Task statement:
The span to repeat in the listing below runs from the line containing "parsed list file." to the line containing "is delivered to.", inclusive. Repeat it exactly, and only it.
[[ Data for processing, beginning ]]
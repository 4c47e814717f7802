//! First pass: populates the declared state of the graph.

use anyhow::Result;
use std::collections::BTreeSet;
use std::path::{Path, PathBuf};
use tracing::{debug, warn};

use super::args::{
    LinkScopes, clean_link_args, clean_target_args, classify_files, command_args, is_variable_reference,
};
use crate::cmake::{CommandInvocation, ListFile, ListFileListener};
use crate::constants::{PAIRED_HEADER_GLOB, SOURCES_COMMAND};
use crate::graph::{TargetGraph, TargetId, TargetKind};
use crate::includes::HeaderIndex;

/// Records targets, their files and their first link statement.
pub struct DeclarationListener<'a> {
    graph: &'a mut TargetGraph,
    headers: Option<&'a mut HeaderIndex>,
    header_pattern: Option<glob::Pattern>,
}

impl<'a> DeclarationListener<'a> {
    /// Listener that only updates the graph.
    pub fn new(graph: &'a mut TargetGraph) -> Self {
        Self {
            graph,
            headers: None,
            header_pattern: glob::Pattern::new(PAIRED_HEADER_GLOB).ok(),
        }
    }

    /// Also record every attributed header in `index`.
    #[must_use]
    pub fn with_header_index(mut self, index: &'a mut HeaderIndex) -> Self {
        self.headers = Some(index);
        self
    }

    /// Attribute file arguments to `target`, adding headers that pair with a source.
    fn attribute_files(&mut self, target: TargetId, files: &[String], directory: &Path) {
        let classified = classify_files(files, directory);
        let mut headers = classified.headers;
        headers.extend(self.paired_headers(&classified.sources, directory));

        let node = self.graph.node_mut(target);
        node.sources.extend(classified.sources);

        let mut added = Vec::new();
        for header in headers {
            if node.headers.insert(header.clone()) {
                added.push(header);
            }
        }

        if let Some(index) = self.headers.as_deref_mut() {
            for header in &added {
                index.record(header, target);
            }
        }
    }

    /// Headers in `directory` whose stem matches one of `sources`.
    fn paired_headers(&self, sources: &[PathBuf], directory: &Path) -> Vec<PathBuf> {
        if sources.is_empty() {
            return Vec::new();
        }
        let stems: BTreeSet<_> = sources.iter().filter_map(|source| source.file_stem()).collect();

        let entries = match std::fs::read_dir(directory) {
            Ok(entries) => entries,
            Err(e) => {
                debug!("Cannot list {} for paired headers: {e}", directory.display());
                return Vec::new();
            }
        };

        let mut headers: Vec<PathBuf> = entries
            .filter_map(Result::ok)
            .map(|entry| entry.path())
            .filter(|path| path.is_file())
            .filter(|path| {
                path.file_name()
                    .and_then(|name| name.to_str())
                    .is_some_and(|name| self.header_pattern.as_ref().is_some_and(|p| p.matches(name)))
            })
            .filter(|path| path.file_stem().is_some_and(|stem| stems.contains(stem)))
            .collect();
        headers.sort();
        headers
    }

    fn declare_links(&mut self, file: &ListFile, command: &CommandInvocation) -> Result<()> {
        let args = command_args(file, command, false)?;
        let name = &args[0];
        if is_variable_reference(name) {
            warn!("Ignoring link statement for variable target {name} in {}", file.path().display());
            return Ok(());
        }

        let target = self.graph.get_or_create(name);
        if self.graph.node(target).link_declared {
            debug!(
                "Ignoring repeated target_link_libraries for '{name}' at {}:{}",
                file.path().display(),
                command.line
            );
            return Ok(());
        }

        let (kept, removed) = clean_link_args(&args[1..]);
        if !removed.is_empty() {
            warn!("Removed invalid link items for '{name}': {}", removed.join(", "));
        }

        let scopes = LinkScopes::split(&kept);
        let public = self.ids(&scopes.public);
        let private = self.ids(&scopes.private);
        let interface = self.ids(&scopes.interface);

        let node = self.graph.node_mut(target);
        node.declared_public_deps = public;
        node.declared_private_deps = private;
        node.declared_interface_deps = interface;
        node.link_declared = true;
        Ok(())
    }

    fn declare_sources(&mut self, file: &ListFile, command: &CommandInvocation) -> Result<()> {
        let args = command_args(file, command, false)?;
        let name = &args[0];
        if is_variable_reference(name) {
            warn!("Ignoring target_sources for variable target {name} in {}", file.path().display());
            return Ok(());
        }

        let target = self.graph.get_or_create(name);
        let files = clean_target_args(&args[1..]);
        self.attribute_files(target, &files, &file.directory());
        Ok(())
    }

    fn ids(&mut self, names: &[String]) -> Vec<TargetId> {
        names.iter().map(|name| self.graph.get_or_create(name)).collect()
    }
}

impl ListFileListener for DeclarationListener<'_> {
    fn exit_add_target(&mut self, file: &ListFile, command: &CommandInvocation) -> Result<()> {
        let args = command_args(file, command, true)?;
        let name = &args[0];
        if is_variable_reference(name) {
            warn!(
                "Skipping target with variable name {name} at {}:{}",
                file.path().display(),
                command.line
            );
            return Ok(());
        }

        let target = self.graph.get_or_create(name);
        if args[1..].iter().any(|arg| arg == "IMPORTED") {
            debug!("'{name}' is an imported target");
            return Ok(());
        }

        let directory = file.directory();
        let mut rest = clean_target_args(&args[1..]);

        if rest.len() == 2 && rest[0] == "ALIAS" {
            let aliased = self.graph.get_or_create(&rest[1]);
            self.graph.define_alias(target, aliased, directory);
            return Ok(());
        }

        let kind = match rest.first().map(String::as_str) {
            Some("OBJECT") => TargetKind::ObjectLibrary,
            Some("INTERFACE") => TargetKind::InterfaceOnly,
            _ => TargetKind::Normal,
        };
        if kind != TargetKind::Normal {
            rest.remove(0);
        }

        self.graph.define(target, kind, directory.clone());
        self.attribute_files(target, &rest, &directory);
        Ok(())
    }

    fn exit_modify_target(&mut self, file: &ListFile, command: &CommandInvocation) -> Result<()> {
        if command.is(SOURCES_COMMAND) {
            self.declare_sources(file, command)
        } else {
            self.declare_links(file, command)
        }
    }
}
//! Utility helpers shared across modules.

pub mod fs;

pub use fs::{atomic_write, safe_write};
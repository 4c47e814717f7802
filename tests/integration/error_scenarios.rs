//! Fatal errors abort the run before anything is written.

use cmake_relink::core::RelinkError;
use cmake_relink::sync::{SyncOptions, sync};
use cmake_relink::test_utils::ProjectFixture;

const IO_LIST_FILE: &str = "# io library\nadd_library(io io.cpp)\n\ntarget_link_libraries(io PUBLIC util) # linked\n";

fn relink_error(error: &anyhow::Error) -> Option<&RelinkError> {
    error.chain().find_map(|cause| cause.downcast_ref::<RelinkError>())
}

fn assert_untouched(fixture: &ProjectFixture) {
    assert_eq!(fixture.read("velox/io/CMakeLists.txt"), IO_LIST_FILE);
}

#[test]
fn test_missing_target_name_aborts() {
    let fixture = ProjectFixture::reprex().file("velox/zz/CMakeLists.txt", "target_link_libraries()\n");

    let error = sync(&SyncOptions::new(fixture.path()), false).unwrap_err();
    assert!(matches!(
        relink_error(&error),
        Some(RelinkError::MissingTargetName { command, .. }) if command == "target_link_libraries"
    ));
    assert_untouched(&fixture);
}

#[test]
fn test_target_without_dependencies_aborts() {
    // sorts after velox/io, so io has already been planned when this fails
    let fixture = ProjectFixture::reprex()
        .file(
            "velox/lonely/CMakeLists.txt",
            "add_library(lonely lonely.cpp)\ntarget_link_libraries(lonely PRIVATE lib_${SUFFIX})\n",
        )
        .file("velox/lonely/lonely.cpp", "int lonely() { return 0; }\n");

    let error = sync(&SyncOptions::new(fixture.path()), false).unwrap_err();
    assert_eq!(
        relink_error(&error),
        Some(&RelinkError::NoDependencies {
            target: "lonely".to_string()
        })
    );
    assert_untouched(&fixture);
}

#[test]
fn test_target_linking_only_itself_aborts_every_run() {
    const SELF_ONLY: &str = "add_library(core core.cpp)\ntarget_link_libraries(core PUBLIC core)\n";
    let fixture = ProjectFixture::new()
        .file("CMakeLists.txt", SELF_ONLY)
        .file("core.cpp", "int core() { return 0; }\n");
    let options = SyncOptions::new(fixture.path());

    for _ in 0..2 {
        let error = sync(&options, false).unwrap_err();
        assert_eq!(
            relink_error(&error),
            Some(&RelinkError::NoDependencies {
                target: "core".to_string()
            })
        );
        assert_eq!(fixture.read("CMakeLists.txt"), SELF_ONLY);
    }
}

#[test]
fn test_syntax_error_reports_position() {
    let fixture = ProjectFixture::reprex().file("velox/broken/CMakeLists.txt", "add_library(broken\n  \"a.cpp)\n");

    let error = sync(&SyncOptions::new(fixture.path()), false).unwrap_err();
    match relink_error(&error) {
        Some(RelinkError::Syntax { file, line, column, .. }) => {
            assert!(file.ends_with("CMakeLists.txt"));
            assert_eq!((*line, *column), (2, 3));
        }
        other => panic!("expected a syntax error, got {other:?}"),
    }
    assert_untouched(&fixture);
}

#[test]
fn test_alias_cycle_aborts() {
    let fixture = ProjectFixture::reprex().file(
        "velox/alias/CMakeLists.txt",
        "add_library(first ALIAS second)\nadd_library(second ALIAS first)\n",
    );

    let error = sync(&SyncOptions::new(fixture.path()), false).unwrap_err();
    assert!(matches!(relink_error(&error), Some(RelinkError::AliasCycle { .. })));
    assert_untouched(&fixture);
}

#[test]
fn test_missing_root_is_an_error() {
    let fixture = ProjectFixture::new();
    let result = sync(&SyncOptions::new(fixture.join("does-not-exist")), false);
    assert!(result.is_err());
}
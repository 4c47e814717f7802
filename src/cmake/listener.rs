//! Command dispatch over a parsed list file.

use anyhow::Result;

use super::parser::{CommandInvocation, ListFile};
use crate::constants::{ADD_TARGET_COMMANDS, LINK_COMMAND, SOURCES_COMMAND};

/// Which hook a command is delivered to.
#[derive(Debug, Clone, Copy, PartialEq, Eq)]
pub enum CommandKind {
    /// `add_library` / `add_executable`
    AddTarget,
    /// `target_link_libraries` / `target_sources`
    ModifyTarget,
    /// Anything else; not delivered
    Other,
}

impl CommandKind {
    /// Classify a command name, ignoring ASCII case.
    #[must_use]
    pub fn of(name: &str) -> Self {
        if ADD_TARGET_COMMANDS.iter().any(|command| name.eq_ignore_ascii_case(command)) {
            Self::AddTarget
        } else if name.eq_ignore_ascii_case(LINK_COMMAND) || name.eq_ignore_ascii_case(SOURCES_COMMAND) {
            Self::ModifyTarget
        } else {
            Self::Other
        }
    }
}

/// Receives target-related commands of a list file in file order.
///
/// Both hooks default to doing nothing so a listener only implements the
/// events it cares about.
pub trait ListFileListener {
    /// Called for every `add_library` / `add_executable` invocation.
    fn exit_add_target(&mut self, _file: &ListFile, _command: &CommandInvocation) -> Result<()> {
        Ok(())
    }

    /// Called for every `target_link_libraries` / `target_sources` invocation.
    fn exit_modify_target(&mut self, _file: &ListFile, _command: &CommandInvocation) -> Result<()> {
        Ok(())
    }
}

/// Deliver every target command in `file` to `listener`, stopping at the first error.
pub fn walk<L: ListFileListener + ?Sized>(file: &ListFile, listener: &mut L) -> Result<()> {
    for command in file.commands() {
        match CommandKind::of(&command.name) {
            CommandKind::AddTarget => listener.exit_add_target(file, command)?,
            CommandKind::ModifyTarget => listener.exit_modify_target(file, command)?,
            CommandKind::Other => {}
        }
    }
    Ok(())
}

#[cfg(test)]
mod tests {
    use super::*;

    #[derive(Default)]
    struct Recorder {
        events: Vec<String>,
    }

    impl ListFileListener for Recorder {
        fn exit_add_target(&mut self, _file: &ListFile, command: &CommandInvocation) -> Result<()> {
            self.events.push(format!("add:{}", command.name));
            Ok(())
        }

        fn exit_modify_target(&mut self, _file: &ListFile, command: &CommandInvocation) -> Result<()> {
            self.events.push(format!("modify:{}", command.name));
            Ok(())
        }
    }

    #[test]
    fn test_command_kind_is_case_insensitive() {
        assert_eq!(CommandKind::of("ADD_LIBRARY"), CommandKind::AddTarget);
        assert_eq!(CommandKind::of("add_executable"), CommandKind::AddTarget);
        assert_eq!(CommandKind::of("Target_Link_Libraries"), CommandKind::ModifyTarget);
        assert_eq!(CommandKind::of("target_sources"), CommandKind::ModifyTarget);
        assert_eq!(CommandKind::of("set"), CommandKind::Other);
    }

    #[test]
    fn test_walk_dispatches_in_order() {
        let file = ListFile::parse(
            "CMakeLists.txt",
            "set(x 1)\nadd_library(a a.cpp)\nTARGET_LINK_LIBRARIES(a b)\nadd_executable(c c.cpp)\n",
        )
        .unwrap();

        let mut recorder = Recorder::default();
        walk(&file, &mut recorder).unwrap();
        assert_eq!(
            recorder.events,
            vec!["add:add_library", "modify:TARGET_LINK_LIBRARIES", "add:add_executable"]
        );
    }

    #[test]
    fn test_walk_stops_on_error() {
        struct Failing(usize);
        impl ListFileListener for Failing {
            fn exit_add_target(&mut self, _file: &ListFile, _command: &CommandInvocation) -> Result<()> {
                self.0 += 1;
                anyhow::bail!("boom")
            }
        }

        let file = ListFile::parse("CMakeLists.txt", "add_library(a)\nadd_library(b)\n").unwrap();
        let mut listener = Failing(0);
        assert!(walk(&file, &mut listener).is_err());
        assert_eq!(listener.0, 1);
    }
}
//! cmake-relink - keep CMake link statements honest
//!
//! Scans a C/C++ project's `CMakeLists.txt` files and sources, works out which
//! targets each target really depends on from its `#include`s, and rewrites
//! every `target_link_libraries` statement to match. Only the text between the
//! statement's parentheses changes; comments, formatting and every other
//! command are preserved byte for byte.
//!
//! # Architecture Overview
//!
//! The pipeline is a two-pass batch over an in-memory [`graph::TargetGraph`]:
//!
//! 1. **Declaration** - every list file is parsed ([`cmake`]) and walked by a
//!    [`listeners::DeclarationListener`], which records targets, their sources
//!    and headers, aliases and the first link statement of each target.
//! 2. **Observation** - [`includes::map_includes`] scans every attributed file
//!    and maps each include to the target that owns the header, or to a
//!    well-known third-party package.
//! 3. **Rewrite** - a [`listeners::RewriteListener`] walks each file again,
//!    reconciles the declared and observed state of each target and records a
//!    [`edit::TextEdits`] list that is applied once per file.
//!
//! All files are computed before any is written ([`sync`]), so a fatal error
//! never leaves a half-edited tree.
//!
//! # Modules
//!
//! - [`cmake`] - lexer, parser and listener dispatch for list files
//! - [`graph`] - target registry, alias resolution and DOT export
//! - [`listeners`] - the declaration and rewrite passes
//! - [`includes`] - include scanning, canonical names and header ownership
//! - [`discovery`] - list-file discovery with directory exclusions
//! - [`sync`] - the end-to-end pipeline
//! - [`config`] - `cmake-relink.toml` handling
//! - [`cli`] - command-line interface
//! - [`core`] - error types and user-facing error rendering
//!
//! # Example
//!
//! ```rust,no_run
//! use cmake_relink::sync::{SyncOptions, sync};
//!
//! # fn example() -> anyhow::Result<()> {
//! let options = SyncOptions::new("/path/to/velox")
//!     .with_internal_prefix("velox")
//!     .with_exclude("proto")
//!     .with_exclude("external");
//!
//! let changes = sync(&options, true)?;
//! for change in &changes {
//!     println!("would update {}", change.path.display());
//! }
//! # Ok(())
//! # }
//! ```

// Front end
pub mod cmake;
pub mod discovery;

// Model and passes
pub mod edit;
pub mod graph;
pub mod includes;
pub mod listeners;
pub mod sync;

// Supporting modules
pub mod cli;
pub mod config;
pub mod constants;
pub mod core;
pub mod utils;

// test_utils module is available for both unit tests and integration tests
#[cfg(any(test, feature = "test-utils"))]
pub mod test_utils;
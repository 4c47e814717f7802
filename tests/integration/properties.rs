//! Guarantees that hold for any tree: untouched text survives byte for byte,
//! a second run is a no-op, and rendered lists follow the ordering rules.

use anyhow::Result;
use cmake_relink::sync::{Project, SyncOptions, sync};
use cmake_relink::test_utils::ProjectFixture;

const COMMENTED: &str = "# Copyright header\r\n\
#[[ block\r\n   comment ]]\r\n\
add_library(velox_core Core.cpp) # trailing\r\n\
\r\n\
  target_link_libraries( velox_core\r\n    PUBLIC glog::glog ) # keep me\r\n\
message(STATUS \"done (really)\")\r\n";

#[test]
fn test_text_outside_argument_regions_is_preserved() -> Result<()> {
    let fixture = ProjectFixture::new()
        .file("CMakeLists.txt", COMMENTED)
        .file("Core.cpp", "#include <glog/logging.h>\n#include <fmt/format.h>\n");

    sync(&SyncOptions::new(fixture.path()), false)?;

    assert_eq!(
        fixture.read("CMakeLists.txt"),
        "# Copyright header\r\n\
#[[ block\r\n   comment ]]\r\n\
add_library(velox_core Core.cpp) # trailing\r\n\
\r\n\
  target_link_libraries(velox_core PRIVATE fmt::fmt glog::glog) # keep me\r\n\
message(STATUS \"done (really)\")\r\n"
    );
    Ok(())
}

#[test]
fn test_files_without_link_statements_are_untouched() -> Result<()> {
    let fixture = ProjectFixture::reprex().file(
        "velox/docs/CMakeLists.txt",
        "# docs only\nadd_custom_target(docs COMMAND doxygen)\n",
    );

    let changes = sync(&SyncOptions::new(fixture.path()), false)?;
    assert!(changes.iter().all(|change| !change.path.ends_with("velox/docs/CMakeLists.txt")));
    assert_eq!(
        fixture.read("velox/docs/CMakeLists.txt"),
        "# docs only\nadd_custom_target(docs COMMAND doxygen)\n"
    );
    assert_eq!(fixture.read("velox/CMakeLists.txt"), "add_subdirectory(util)\nadd_subdirectory(io)\n");
    Ok(())
}

#[test]
fn test_second_run_is_a_no_op() -> Result<()> {
    let fixture = ProjectFixture::reprex()
        .file(
            "velox/exec/CMakeLists.txt",
            "add_library(velox_exec Task.cpp)\ntarget_link_libraries(velox_exec io)\ntarget_link_libraries(velox_exec extra)\n",
        )
        .file("velox/exec/Task.h", "#include \"velox/util/util.h\"\n#include <folly/Range.h>\n")
        .file("velox/exec/Task.cpp", "#include \"velox/exec/Task.h\"\n#include \"velox/io/io.h\"\n");
    let options = SyncOptions::new(fixture.path()).with_internal_prefix("velox");

    let first = sync(&options, false)?;
    assert_eq!(first.len(), 2);
    assert_eq!(
        fixture.read("velox/exec/CMakeLists.txt"),
        "add_library(velox_exec Task.cpp)\n\
         target_link_libraries(velox_exec PUBLIC Folly::folly util PRIVATE io)\n\
         target_link_libraries(velox_exec PUBLIC extra)\n"
    );

    let second = sync(&options, false)?;
    assert!(second.is_empty(), "unexpected changes: {second:?}");
    Ok(())
}

#[test]
fn test_internal_prefix_orders_project_targets_first() -> Result<()> {
    let fixture = ProjectFixture::new()
        .file(
            "CMakeLists.txt",
            "add_library(velox_b b.cpp)\n\
             add_library(velox_a a.cpp)\n\
             add_library(velox_main main.cpp)\n\
             target_link_libraries(velox_main PRIVATE velox_b)\n",
        )
        .file("b.h", "")
        .file("b.cpp", "")
        .file("a.h", "")
        .file("a.cpp", "")
        .file(
            "main.cpp",
            "#include <glog/logging.h>\n#include \"b.h\"\n#include <Folly/Bad.h>\n#include \"a.h\"\n#include <fmt/core.h>\n",
        );

    sync(&SyncOptions::new(fixture.path()).with_internal_prefix("velox"), true)?;
    assert!(fixture.read("CMakeLists.txt").contains("PRIVATE velox_b)"), "dry run must not write");

    let changes = sync(&SyncOptions::new(fixture.path()).with_internal_prefix("velox"), false)?;
    assert_eq!(changes.len(), 1);
    assert!(
        fixture
            .read("CMakeLists.txt")
            .ends_with("target_link_libraries(velox_main PRIVATE velox_a velox_b fmt::fmt glog::glog)\n")
    );

    let plain = ProjectFixture::new()
        .file("CMakeLists.txt", &fixture.read("CMakeLists.txt"))
        .file("b.h", "")
        .file("b.cpp", "")
        .file("a.h", "")
        .file("a.cpp", "")
        .file("main.cpp", &fixture.read("main.cpp"));
    sync(&SyncOptions::new(plain.path()), false)?;
    assert!(
        plain
            .read("CMakeLists.txt")
            .ends_with("target_link_libraries(velox_main PRIVATE fmt::fmt glog::glog velox_a velox_b)\n")
    );
    Ok(())
}

#[test]
fn test_target_never_links_itself() -> Result<()> {
    let fixture = ProjectFixture::new()
        .file(
            "CMakeLists.txt",
            "add_library(core core.cpp)\ntarget_link_libraries(core PUBLIC core other)\n",
        )
        .file("core.h", "#pragma once\n")
        .file("core.cpp", "#include \"core.h\"\n");

    sync(&SyncOptions::new(fixture.path()), false)?;
    assert_eq!(
        fixture.read("CMakeLists.txt"),
        "add_library(core core.cpp)\ntarget_link_libraries(core PUBLIC other)\n"
    );
    Ok(())
}

#[test]
fn test_link_items_are_cleaned() -> Result<()> {
    let fixture = ProjectFixture::new()
        .file(
            "CMakeLists.txt",
            "add_library(core core.cpp)\n\
             target_link_libraries(core PRIVATE $<BUILD_INTERFACE:gen> lib_${SUFFIX} ${PREFIX}_lib ${EXTRA_LIBS})\n",
        )
        .file("core.cpp", "#include <re2/re2.h>\n");

    let options = SyncOptions::new(fixture.path());
    let project = Project::analyze(&options)?;
    for removed in ["$<BUILD_INTERFACE:gen>", "lib_${SUFFIX}", "${PREFIX}_lib"] {
        assert!(project.graph().get(removed).is_none(), "{removed} should be dropped");
    }

    sync(&options, false)?;
    assert_eq!(
        fixture.read("CMakeLists.txt"),
        "add_library(core core.cpp)\ntarget_link_libraries(core PRIVATE ${EXTRA_LIBS} re2::re2)\n"
    );
    Ok(())
}
//! `cmake-relink sync`: rewrite link statements in place.

use anyhow::Result;
use clap::Args;
use colored::Colorize;
use std::path::Path;

use super::common::{ProjectArgs, display_path};
use crate::sync::{Project, write_changes};

/// Rewrite every out-of-date `target_link_libraries` statement.
#[derive(Args, Debug)]
pub struct SyncCommand {
    #[command(flatten)]
    project: ProjectArgs,

    /// Report what would change without writing
    #[arg(long)]
    dry_run: bool,
}

impl SyncCommand {
    pub fn execute(self, config_path: Option<&Path>) -> Result<()> {
        let options = self.project.resolve(config_path)?;
        let mut project = Project::analyze(&options)?;
        let changes = project.plan(&options.ordering())?;

        if changes.is_empty() {
            println!("{}", "All link statements are up to date".green());
            return Ok(());
        }

        for change in &changes {
            let verb = if self.dry_run { "would update" } else { "updated" };
            println!("  {} {}", verb.yellow(), display_path(change, project.root()));
        }

        if self.dry_run {
            println!("{} file(s) would change (dry run)", changes.len());
        } else {
            write_changes(&changes)?;
            println!("{} {} file(s)", "Updated".green().bold(), changes.len());
        }
        Ok(())
    }
}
[[ Data for processing, end ]]
Answer box:
//! Command dispatch over a parsed list file.

use anyhow::Result;

use super::parser::{CommandInvocation, ListFile};
use crate::constants::{ADD_TARGET_COMMANDS, LINK_COMMAND, SOURCES_COMMAND};

/// Which hook a command is delivered to.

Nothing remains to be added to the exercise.